Why haven't I written sooner? What can I say. I guess I just can't find the right words to say goodbye. Not to Japan or to this blog. Even my mother has been insisting that I get on the computer and say a few words. A few or many. We'll see how this plays out. I've written this post a hundred times in my head. Let's see what I can do with a keyboard finally.

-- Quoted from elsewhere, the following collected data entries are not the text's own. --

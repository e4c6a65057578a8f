use serde::{Deserialize, Serialize};

use super::client::Client;
use super::common::ApiQueryParams;
use super::error::ApiError;

#[derive(Debug, Clone, Deserialize, PartialEq)]
pub struct User {
    pub id: String,
    pub name: String,
    pub status: Option<String>,
}

#[derive(Debug, Deserialize)]
struct Users {
    #[serde(default)]
    users: Vec<User>,
}

#[derive(Debug, Clone, Serialize)]
pub struct PostUserRequest {
    pub name: String,
    #[serde(skip_serializing_if = "Option::is_none")]
    pub status: Option<String>,
}

#[derive(Debug, Clone, Default, Serialize)]
pub struct PatchUserRequest {
    #[serde(skip_serializing_if = "Option::is_none")]
    pub name: Option<String>,
    #[serde(skip_serializing_if = "Option::is_none")]
    pub status: Option<String>,
}

#[derive(Serialize)]
struct PasswordRequest<'a> {
    password: &'a str,
}

pub struct UsersApi<'a> {
    client: &'a Client,
}

impl<'a> UsersApi<'a> {
    pub fn new(client: &'a Client) -> Self {
        Self { client }
    }

    /// List all users
    /// GET /api/v2/users
    pub async fn list(&self) -> Result<Vec<User>, ApiError> {
        self.client
            .get_all_pages("/api/v2/users", &ApiQueryParams::new(), |page: Users| {
                page.users
            })
            .await
    }

    /// GET /api/v2/users/{userID}
    pub async fn get(&self, user_id: &str) -> Result<User, ApiError> {
        self.client
            .get(&format!("/api/v2/users/{}", urlencoding::encode(user_id)))
            .await
    }

    /// POST /api/v2/users
    pub async fn create(&self, request: &PostUserRequest) -> Result<User, ApiError> {
        self.client.post("/api/v2/users", request).await
    }

    /// PATCH /api/v2/users/{userID}
    pub async fn update(&self, user_id: &str, request: &PatchUserRequest) -> Result<User, ApiError> {
        self.client
            .patch(
                &format!("/api/v2/users/{}", urlencoding::encode(user_id)),
                request,
            )
            .await
    }

    /// DELETE /api/v2/users/{userID}
    pub async fn delete(&self, user_id: &str) -> Result<(), ApiError> {
        self.client
            .delete(&format!("/api/v2/users/{}", urlencoding::encode(user_id)))
            .await
    }

    /// POST /api/v2/users/{userID}/password
    pub async fn set_password(&self, user_id: &str, password: &str) -> Result<(), ApiError> {
        self.client
            .post(
                &format!("/api/v2/users/{}/password", urlencoding::encode(user_id)),
                &PasswordRequest { password },
            )
            .await
    }
}

#[cfg(test)]
mod tests {
    use super::*;
    use crate::api::RetryConfig;
    use mockito::{Matcher, Server};

    fn client(server: &Server) -> Client {
        Client::with_config(
            &server.url(),
            "secret",
            RetryConfig {
                max_retries: 0,
                ..RetryConfig::default()
            },
        )
        .unwrap()
    }

    #[tokio::test]
    async fn set_password_posts_password() {
        let mut server = Server::new_async().await;
        let mock = server
            .mock("POST", "/api/v2/users/u1/password")
            .match_body(Matcher::Json(serde_json::json!({"password": "hunter22"})))
            .with_status(204)
            .create_async()
            .await;

        let client = client(&server);
        client.users().set_password("u1", "hunter22").await.unwrap();

        mock.assert_async().await;
    }

    #[tokio::test]
    async fn list_reads_users_page() {
        let mut server = Server::new_async().await;
        let mock = server
            .mock("GET", "/api/v2/users")
            .match_query(Matcher::Any)
            .with_status(200)
            .with_body(
                r#"{"users":[{"id":"u1","name":"admin","status":"active"},
                             {"id":"u2","name":"jane","status":"inactive"}]}"#,
            )
            .create_async()
            .await;

        let client = client(&server);
        let users = client.users().list().await.unwrap();

        assert_eq!(users.len(), 2);
        assert_eq!(users[1].status.as_deref(), Some("inactive"));
        mock.assert_async().await;
    }
}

So Washington, DC it is! Our nation's capitol! And, oh, how I haven't missed it. I know my issues have a lot to do with culture shock. Everything here is... well... thoroughly different from where we spent the last four years of our lives. These years, mind you, are where we spent the majority of our time as a couple. Where we built our life. Where we had our first child. Practically our entire joint history is wrapped up in a country that we don't actually belong to. But then it also feels like we don't belong here either, even as true born and bred Americans. Again, culture shock. It took me ten months when I moved to Japan to accept where I was and to actually enjoy (and love) being there. I guess I can only assume that it will take just as long to fall back in love with DC. But who are we kidding. It is highly unlikely that there will be any love flowing to DC from me, but I am hoping for sincere acceptance. For now I am just going to hold out hope that we get our next assignment and I get to move again before I develop any relatively solid positive or negative feelings for the current locale. Is that wrong of me? Maybe. But as I have said since we found out it was going to be DC, it is what it is. Moving on.

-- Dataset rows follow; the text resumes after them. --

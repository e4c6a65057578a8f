//! Resource implementations

pub mod authorization;
pub mod bucket;
pub mod label;
pub mod organization;
pub mod task;
pub mod user;

pub use authorization::AuthorizationResource;
pub use bucket::BucketResource;
pub use label::LabelResource;
pub use organization::OrganizationResource;
pub use task::TaskResource;
pub use user::UserResource;

use crate::api::ApiError;
use tfplug::{AttributePath, Diagnostics, State};

/// CRUD step a diagnostic is reported for
#[derive(Debug, Clone, Copy)]
pub(crate) enum Operation {
    Create,
    Read,
    Update,
    Delete,
}

impl Operation {
    fn verb(self) -> &'static str {
        match self {
            Operation::Create => "create",
            Operation::Read => "read",
            Operation::Update => "update",
            Operation::Delete => "delete",
        }
    }

    fn gerund(self) -> &'static str {
        match self {
            Operation::Create => "creating",
            Operation::Read => "reading",
            Operation::Update => "updating",
            Operation::Delete => "deleting",
        }
    }
}

/// Reports a failed API call as `Error creating bucket` with the cause in
/// the detail.
pub(crate) fn add_api_error(
    diagnostics: &mut Diagnostics,
    operation: Operation,
    kind: &str,
    err: &ApiError,
) {
    diagnostics.add_error(
        format!("Error {} {}", operation.gerund(), kind),
        Some(format!(
            "Could not {} {}, unexpected error: {}",
            operation.verb(),
            kind,
            err
        )),
    );
}

pub(crate) fn required_string(
    state: &State,
    name: &str,
    diagnostics: &mut Diagnostics,
) -> Option<String> {
    let value = state.get_string(name);
    if value.is_none() {
        diagnostics.add_attribute_error(
            AttributePath::new(name),
            "Missing required attribute",
            format!("The attribute {} must be set to a known value.", name),
        );
    }
    value
}

/// State value for an optional string the API drops when empty
///
/// A configured empty string is kept so the applied state matches the plan.
pub(crate) fn echo_optional(api: Option<String>, configured: Option<String>) -> Option<String> {
    match api.filter(|value| !value.is_empty()) {
        Some(value) => Some(value),
        None => configured.filter(|value| value.is_empty()),
    }
}

#[cfg(test)]
mod tests {
    use super::*;

    #[test]
    fn api_errors_name_the_operation() {
        let mut diagnostics = Diagnostics::new();
        add_api_error(
            &mut diagnostics,
            Operation::Create,
            "bucket",
            &ApiError::RateLimited,
        );

        let error = &diagnostics.errors[0];
        assert_eq!(error.summary, "Error creating bucket");
        assert_eq!(
            error.detail.as_deref(),
            Some("Could not create bucket, unexpected error: Too many requests, rate limited")
        );
    }

    #[test]
    fn required_string_reports_attribute() {
        let mut diagnostics = Diagnostics::new();
        let value = required_string(&State::new(), "org_id", &mut diagnostics);

        assert!(value.is_none());
        assert_eq!(
            diagnostics.errors[0].attribute,
            Some(AttributePath::new("org_id"))
        );
    }

    #[test]
    fn echo_optional_keeps_configured_empty_string() {
        assert_eq!(echo_optional(None, Some(String::new())), Some(String::new()));
        assert_eq!(echo_optional(Some(String::new()), None), None);
        assert_eq!(
            echo_optional(Some("prod".to_string()), None),
            Some("prod".to_string())
        );
        assert_eq!(echo_optional(None, Some("stale".to_string())), None);
    }
}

This post isn't about how I feel about DC anyway. I honestly haven't even really had the time to think much about my new locale anyway. MUCH has been going on. Oh so very much. Between shuffling around hotels, a lot of remodeling in our condo, buying cars and phones, unpacking from three separate shipments, address changes, catching up with old friends, and we found out the biggest news that we are expecting baby number two, who has time to fret? Ultimately, it's a very good thing for that last reason that we are back here in DC, where the doctors are amazing and can get me through whatever might come. But it still doesn't stop me from missing our beloved Japan.
With all of this going on, I do surprisingly find plenty of time to mourn the many things I miss about living in Japan. And I miss oh-so-many things! The good and bad. Although, if I made a pros and cons list about living in Japan, the pros continue to outweigh the cons when it comes to what's in my heart, but not so much in my head any more. Gotta be practical, right? Much of my family and friends have found this little revelation of where my heart lies to be rather... mystifying, I guess. But they never lived in Japan and many of them have never even lived out of the country. They never had a chance to experience an opportunity like that... to embrace it for everything it was worth. A chance to fall head over heals with a country so very different from the one they call home.
My incessant reflecting and reminiscing makes my head spin sometimes. All those little memories will forever and lovingly stay in my mind, but they sometimes drive me crazy as they refuse to acquiesce to my new/old home. It's hard, pretty much impossible, not to compare our life now to what it was just a few short months ago. Therefore, it is hard, pretty much impossible, not to be frustrated at some of the changes we have endured, particularly financially. Again, it is what it is, but it doesn't make me any less frustrated or heartsick at times when I think of my lovely life in Japan.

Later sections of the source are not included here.